Monday, January 21, 2008   7:13 PM

Blast from the past: my old PHS phone

Astel PHS phone

It's hard to believe now, but there were several periods during the early 1990s when I lived entirely without any kind of telephone. I was living the mildly impoverished student life in the former East Berlin, which was very cheap (the last place I lived in was a 45m2 apartment which cost maybe 12,000 yen a month at the exchange rate of the time). There were some disadvantages though - apart from the coal heating, it was difficult to get a landline until about 1995, because the former East German telephone system was so decrepit Deutsche Telekom decided to rebuild it completely - which took a few years to cover all areas. Mobile phones were around, but it would be another couple of years until they became affordable. So understandably I was quite happy to find on arrival in Japan in 1996 that mobile phones were widely available at reasonable prices.
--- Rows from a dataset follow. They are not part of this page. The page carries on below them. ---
//! Offline cache gateway for the DentalTech storefront.
//!
//! [`worker`] holds the offline cache controller and its lifecycle;
//! [`cache`] the versioned partitions it reads and writes. [`infra`] wires
//! both to HTTP listeners and the upstream storefront.

pub mod cache;
pub mod config;
pub mod error;
pub mod infra;
pub mod worker;
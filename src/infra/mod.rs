//! Infrastructure adapters and runtime bootstrap.

pub mod clients;
pub mod error;
pub mod http;
pub mod notifications;
pub mod telemetry;
pub mod upstream;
Actually, true mobile phones were a still little on the expensive side, but this was the era of PHS, aka Portable Handyphone System and commonly referred to as ピーチ (piichi): a sort of cut-price mobile phone system which relies on a dense network of low-power, easily-installable transmitters. That made the system much cheaper to get running and handsets were lighter, but reception was limited mainly to urban areas and even there it was patchy (particularly in my first room in Tokyo). PHS phones also didn't work at high speeds, and were prone to being cut off even at walking speed (although they could be configured in pairs to act as walkie-talkies - maybe useful if you're driving in convoy). There was also a simple SMS-type messaging system which was limited to katakana and the usual alphanumerical symbols; I think this system was compatible with another relic of the 1990's, "pocket bells" (aka pagers). No built-in cameras, internet connections or anything, of course.

At the time there were three major players: NTT, Astel and DDI; and the market was quite competitive. However the inevitable happened: true mobile phones became cheaper and none of the PHS companies was ever really profitable. Mergers and sell-offs followed, with service being moved into niche markets such as data communication, but even that is being superseded by new mobile technologies. PHS is on its way out - earlier this month NTT switched off its network - so I think it's time I finally threw away the handset pictured above.


Posted in Life in Japan
Comments
Is PHS the same thing as those "Rabbit"/"Mercury Callpoint"/"Phonezone"/"Zone Phone" thingies that invaded much of Britain in the late 1980s - that failed to catch on and disappeared without trace? Actually, that's not true. The signs (and presumably the transmitters) are still everywhere*.

*railway stations and outside newsagents
Posted by: d.z. bodenberg | 2008-01-25 10:14
Oh, I remember hearing about those. If I recall correctly they were more like cordless telephones, i.e. you had to be within close range of one of the signs / transmitters to use the phone.

PHS is (or was) a tad more sophisticated, and they actually worked like true mobile phones, but with the limitation of not being "cellular" (i.e. no handover between transmitters) and not having quite as much area coverage.
Posted by: ThePenguin | 2008-01-25 10:26
You do indeed recall correctly. I also seem to remember that you couldn't actually be phoned on them (except with the 'Rabbit', which, when at home or very nearby, was a cross between one of these PHS thingies and a DECS(?) cordless home telephone) - one of the slogans was "Now you don't need coins to make a call". Not surprising that few people wanted their personal payphone that only worked very near to actual payphones, yet cost a monthly fee and more than 10p a call, when you consider it. It seems the advertising executives and company bosses that wasted billions on this service (including paying loads to the government for the frequency licences) thought most people are even more stupid when it comes to technology than they usually are - yet they were wrong.